Peter Fredriksson incarne la politique du logement finlandaise. Conseiller du ministre de l’Environnement pendant plus de vingt ans, il vient de partir à la retraite.
À quelques kilomètres à l’ouest d’Helsinki, dans la ville d’Espoo, les locataires de Väinolä sont les bénéficiaires de cette opération. Entouré de forêts, au bord d’un lac, l’immeuble, qui loge 35 personnes, n’est pourtant pas si éloigné du centre-ville, accessible facilement par les transports en commun. Ouvert en 2014, il a été rénové par la Fondation Y, le quatrième propriétaire de logements de toute la Finlande.

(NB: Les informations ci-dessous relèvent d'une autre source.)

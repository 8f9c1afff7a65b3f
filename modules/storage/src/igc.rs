// SPDX-FileCopyrightText: 2025 All contributors
//
// SPDX-License-Identifier: GPL-2.0-or-later

//! Parser for IGC flight recorder files.
//!
//! Only the records needed for scoring are read:
//!
//! - `B` records (fixes): `B HHMMSS DDMMmmm N DDDMMmmm E V PPPPP GGGGG`,
//!   where `V` is the fix validity, `PPPPP` the pressure altitude and `GGGGG`
//!   the GPS altitude in meters.
//! - `HFDTE` header: flight date as `DDMMYY`, years below 70 are 20xx.
//! - `HFGTY` header: glider type after the first `:`. Other `H` records whose
//!   text contains `GLIDERTYPE` are accepted too; non-header records are never
//!   searched for a glider type.
//!
//! All other records are ignored.

use crate::{LoadError, LoadReport, TrackLimits, error::RecordError};
use chrono::{NaiveDate, NaiveTime};
use common::{flight::FlightSummary, position::Point};
use tracing::debug;

const B_RECORD_LEN: usize = 35;
const YEAR_PIVOT: i32 = 70;

/// The content of an IGC file.
#[derive(Debug, Clone, PartialEq)]
pub struct IgcFlight {
    pub points: LoadReport<Point>,
    /// `None` if the file contains no valid fix.
    pub summary: Option<FlightSummary>,
}

fn digits<T: std::str::FromStr>(
    line: &str,
    range: std::ops::Range<usize>,
    field: &'static str,
) -> Result<T, RecordError> {
    let value = &line[range];
    value.parse().map_err(|_| RecordError::InvalidNumber {
        field,
        value: value.to_string(),
    })
}

/// Converts `DD(D)MMmmm` plus hemisphere into signed decimal degrees.
fn coordinate(
    line: &str,
    degrees: std::ops::Range<usize>,
    hemisphere: usize,
    negative: char,
    positive: char,
    field: &'static str,
) -> Result<f64, RecordError> {
    let minutes_start = degrees.end;
    let deg = digits::<u32>(line, degrees, field)?;
    let minutes = digits::<u32>(line, minutes_start..minutes_start + 2, field)?;
    let thousandths = digits::<u32>(line, minutes_start + 2..minutes_start + 5, field)?;
    if minutes >= 60 {
        return Err(RecordError::InvalidNumber {
            field,
            value: line[minutes_start..minutes_start + 5].to_string(),
        });
    }
    let value = f64::from(deg) + (f64::from(minutes) + f64::from(thousandths) / 1000.0) / 60.0;
    match line[hemisphere..].chars().next() {
        Some(c) if c == positive => Ok(value),
        Some(c) if c == negative => Ok(-value),
        Some(c) => Err(RecordError::InvalidHemisphere(c)),
        None => Err(RecordError::MissingField(field)),
    }
}

fn parse_fix(line: &str) -> Result<Point, RecordError> {
    if line.len() < B_RECORD_LEN || !line.is_ascii() {
        return Err(RecordError::ShortFix(line.chars().count()));
    }
    let time = NaiveTime::parse_from_str(&line[1..7], "%H%M%S")
        .map_err(|_| RecordError::InvalidTime(line[1..7].to_string()))?;
    let latitude = coordinate(line, 7..9, 14, 'S', 'N', "latitude")?;
    let longitude = coordinate(line, 15..18, 23, 'W', 'E', "longitude")?;
    let altitude = digits::<i32>(line, 30..35, "gps altitude")?;
    Ok(Point::checked(latitude, longitude)?
        .with_altitude(altitude)
        .with_time(time))
}

fn parse_date(line: &str) -> Option<NaiveDate> {
    let rest = line.strip_prefix("HFDTE")?;
    let rest = rest.strip_prefix("DATE").unwrap_or(rest);
    let rest = rest.strip_prefix(':').unwrap_or(rest).trim_start();
    let ddmmyy = rest.get(0..6)?;
    let day = ddmmyy.get(0..2)?.parse().ok()?;
    let month = ddmmyy.get(2..4)?.parse().ok()?;
    let yy: i32 = ddmmyy.get(4..6)?.parse().ok()?;
    let year = if yy < YEAR_PIVOT { 2000 + yy } else { 1900 + yy };
    NaiveDate::from_ymd_opt(year, month, day)
}

fn parse_glider_type(line: &str) -> Option<String> {
    let is_glider_type =
        line.starts_with("HFGTY") || line.to_ascii_uppercase().contains("GLIDERTYPE");
    if !is_glider_type {
        return None;
    }
    let (_, value) = line.split_once(':')?;
    let value = value.trim();
    (!value.is_empty()).then(|| value.to_string())
}

/// Builds a [`FlightSummary`] from the accepted fixes.
///
/// Returns `None` if no point carries a fix time.
pub(crate) fn summarize(
    points: &[Point],
    date: Option<NaiveDate>,
    glider_type: Option<String>,
) -> Option<FlightSummary> {
    let mut times = points.iter().filter_map(|p| p.time);
    let takeoff_time = times.next()?;
    let landing_time = times.last().unwrap_or(takeoff_time);
    let max_altitude = points
        .iter()
        .filter_map(|p| p.altitude)
        .max()
        .unwrap_or_default();
    Some(FlightSummary {
        date,
        glider_type,
        max_altitude,
        takeoff_time,
        landing_time,
        fixes: points.len(),
    })
}

/// Parses the content of an IGC file.
///
/// # Errors
///
/// [`LoadError::TooManyPoints`] if more fixes than `limits` allows are accepted.
pub fn parse_igc(content: &str, limits: &TrackLimits) -> Result<IgcFlight, LoadError> {
    let mut points = LoadReport::default();
    let mut date = None;
    let mut glider_type = None;
    for (index, line) in content.lines().enumerate() {
        let line = line.trim_end();
        if line.starts_with('B') {
            match parse_fix(line) {
                Ok(point) => {
                    points.items.push(point);
                    limits.check(points.items.len())?;
                }
                Err(reason) => points.reject(index as u64 + 1, reason, "fix"),
            }
        } else if line.starts_with("HFDTE") {
            date = parse_date(line);
            debug!("Flight date {:?}", date);
        } else if glider_type.is_none() && line.starts_with('H') {
            glider_type = parse_glider_type(line);
        }
    }
    let summary = summarize(&points.items, date, glider_type);
    Ok(IgcFlight { points, summary })
}
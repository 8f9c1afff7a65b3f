// SPDX-FileCopyrightText: 2025 All contributors
//
// SPDX-License-Identifier: GPL-2.0-or-later

//! Serde helpers for a fix time in `HH:MM:SS` form.
//!
//! IGC B-records and track CSV times carry whole seconds, so sub-second
//! digits are not written.

use chrono::NaiveTime;
use serde::{self, Deserialize, Deserializer, Serializer};

const FORMAT: &str = "%H:%M:%S";

pub fn serialize<S>(time: &NaiveTime, serializer: S) -> Result<S::Ok, S::Error>
where
    S: Serializer,
{
    let s = time.format(FORMAT).to_string();
    serializer.serialize_str(&s)
}

pub fn deserialize<'de, D>(deserializer: D) -> Result<NaiveTime, D::Error>
where
    D: Deserializer<'de>,
{
    let s = String::deserialize(deserializer)?;
    NaiveTime::parse_from_str(&s, FORMAT).map_err(serde::de::Error::custom)
}
// SPDX-FileCopyrightText: 2025 All contributors
//
// SPDX-License-Identifier: GPL-2.0-or-later

//! Serde helpers for an optional flight date in `YYYY-MM-DD` form.

use chrono::NaiveDate;
use serde::{self, Deserialize, Deserializer, Serializer};

const FORMAT: &str = "%Y-%m-%d";

pub fn serialize<S>(date: &Option<NaiveDate>, serializer: S) -> Result<S::Ok, S::Error>
where
    S: Serializer,
{
    match date {
        Some(date) => serializer.serialize_str(&date.format(FORMAT).to_string()),
        None => serializer.serialize_none(),
    }
}

pub fn deserialize<'de, D>(deserializer: D) -> Result<Option<NaiveDate>, D::Error>
where
    D: Deserializer<'de>,
{
    Option::<String>::deserialize(deserializer)?
        .map(|s| NaiveDate::parse_from_str(&s, FORMAT).map_err(serde::de::Error::custom))
        .transpose()
}
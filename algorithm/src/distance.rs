// SPDX-FileCopyrightText: 2025 All contributors
//
// SPDX-License-Identifier: GPL-2.0-or-later

use common::position::Point;

/// Mean earth radius in kilometers used for all distance calculations.
pub const EARTH_RADIUS_KM: f64 = 6371.0;

/// Calculates the great-circle distance in kilometers between two points.
///
/// Uses the haversine formula on a sphere with radius [`EARTH_RADIUS_KM`].
/// The haversine term is clamped to `[0, 1]` before the square root and the
/// inverse sine, so coincident or antipodal points never produce `NaN`.
///
/// The result is symmetric and `distance(p, p)` is exactly `0.0`.
///
/// # Example
///
/// ```rust
/// use algorithm::distance;
/// use common::position::Point;
///
/// let d = distance(&Point::new(0.0, 0.0), &Point::new(0.0, 1.0));
/// assert!((d - 111.19).abs() < 0.5);
/// ```
pub fn distance(a: &Point, b: &Point) -> f64 {
    let d_lat = (b.latitude - a.latitude).to_radians();
    let d_lon = (b.longitude - a.longitude).to_radians();
    let lat1 = a.latitude.to_radians();
    let lat2 = b.latitude.to_radians();

    let sin_lat = (d_lat / 2.0).sin();
    let sin_lon = (d_lon / 2.0).sin();
    let h = sin_lat * sin_lat + lat1.cos() * lat2.cos() * sin_lon * sin_lon;

    2.0 * EARTH_RADIUS_KM * h.clamp(0.0, 1.0).sqrt().asin()
}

Dans la salle commune, assis sur un canapé, Sébastien raconte comment il est venu habiter ici. « J’étais marié à une Finlandaise mais nous avons divorcé en 2010. Je suis retourné en Martinique pour voir ma famille puis j’ai essayé de revenir vivre en France. Comme je ne trouvais pas de travail et que j’ai deux enfants ici, de douze et dix ans, j’ai décidé de réessayer en Finlande. » À 38 ans, lui qui a une formation de technicien en bâtiment et a été conducteur de travaux n’est pas parvenu à se faire embaucher. Pas même par son ancien employeur, la ville d’Espoo. Il loge un temps dans une maison gérée par One Way Mission, une association chrétienne pour laquelle il fait du volontariat, puis obtient finalement un contrat de location à durée indéterminée pour un deux-pièces à Väinolä. « Nous n’avons pas tous les mêmes profils, mais la majorité des locataires ont des dettes, sont au chômage ou ont des problèmes de santé, ajoute-t-il. Dès que j’aurai un travail, je pense déménager. »

Par Hélène Molinari

Lire la suite sur reporterre.net (4/09/17)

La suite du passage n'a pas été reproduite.